**What you will do:**
Reproduce every entry in the listing without alteration.

:: Information given

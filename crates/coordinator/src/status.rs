//! Mapping of internal errors onto the RPC status surface.

use datastore::DatastoreError;
use election::ElectionError;
use router::RouterError;
use tonic::Status;

pub fn datastore_status(err: DatastoreError) -> Status {
    match &err {
        DatastoreError::RepositoryNotFound { .. } => Status::not_found(err.to_string()),
        DatastoreError::AlreadyExists => Status::already_exists(err.to_string()),
        DatastoreError::WriteToOutdated | DatastoreError::DowngradeAttempted { .. } => {
            Status::failed_precondition(err.to_string())
        }
        DatastoreError::NoRowsAffected => Status::not_found(err.to_string()),
        DatastoreError::InvalidArgument(_) => Status::invalid_argument(err.to_string()),
        DatastoreError::AttemptsExhausted | DatastoreError::Sql(_) => {
            Status::internal(err.to_string())
        }
    }
}

pub fn election_status(err: ElectionError) -> Status {
    match err {
        ElectionError::NoCandidates { .. } | ElectionError::NoHealthyNodes(_) => {
            Status::unavailable(err.to_string())
        }
        ElectionError::Datastore(err) => datastore_status(err),
    }
}

pub fn router_status(err: RouterError) -> Status {
    match err {
        RouterError::NoHealthyNodes(_)
        | RouterError::NoSuitableNode { .. }
        | RouterError::PrimaryNotHealthy { .. } => Status::unavailable(err.to_string()),
        RouterError::RepositoryReadOnly { .. } | RouterError::VirtualStorageReadOnly(_) => {
            Status::failed_precondition(err.to_string())
        }
        RouterError::PrimaryUnassigned { .. } | RouterError::StorageMutatorsUnsupported => {
            Status::internal(err.to_string())
        }
        RouterError::Election(err) => election_status(err),
        RouterError::Datastore(err) => datastore_status(err),
        RouterError::Node(err) => Status::internal(err.to_string()),
    }
}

::::

**Result of the task:**
filename crates/coordinator/src/status.rs
//! Mapping of internal errors onto the RPC status surface.

use datastore::DatastoreError;
use election::ElectionError;
use router::RouterError;
use tonic::Status;

pub fn datastore_status(err: DatastoreError) -> Status {
    match &err {
        DatastoreError::RepositoryNotFound { .. } => Status::not_found(err.to_string()),
        DatastoreError::AlreadyExists => Status::already_exists(err.to_string()),
        DatastoreError::WriteToOutdated | DatastoreError::DowngradeAttempted { .. } => {
            Status::failed_precondition(err.to_string())
        }
        DatastoreError::NoRowsAffected => Status::not_found(err.to_string()),
        DatastoreError::InvalidArgument(_) => Status::invalid_argument(err.to_string()),
        DatastoreError::AttemptsExhausted | DatastoreError::Sql(_) => {
            Status::internal(err.to_string())
        }
    }
}

pub fn election_status(err: ElectionError) -> Status {
    match err {
        ElectionError::NoCandidates { .. } | ElectionError::NoHealthyNodes(_) => {
            Status::unavailable(err.to_string())
        }
        ElectionError::Datastore(err) => datastore_status(err),
    }
}

pub fn router_status(err: RouterError) -> Status {
    match err {
        RouterError::NoHealthyNodes(_)
        | RouterError::NoSuitableNode { .. }
        | RouterError::PrimaryNotHealthy { .. } => Status::unavailable(err.to_string()),
        RouterError::RepositoryReadOnly { .. } | RouterError::VirtualStorageReadOnly(_) => {
            Status::failed_precondition(err.to_string())
        }
        RouterError::PrimaryUnassigned { .. } | RouterError::StorageMutatorsUnsupported => {
            Status::internal(err.to_string())
        }
        RouterError::Election(err) => election_status(err),
        RouterError::Datastore(err) => datastore_status(err),
        RouterError::Node(err) => Status::internal(err.to_string()),
    }
}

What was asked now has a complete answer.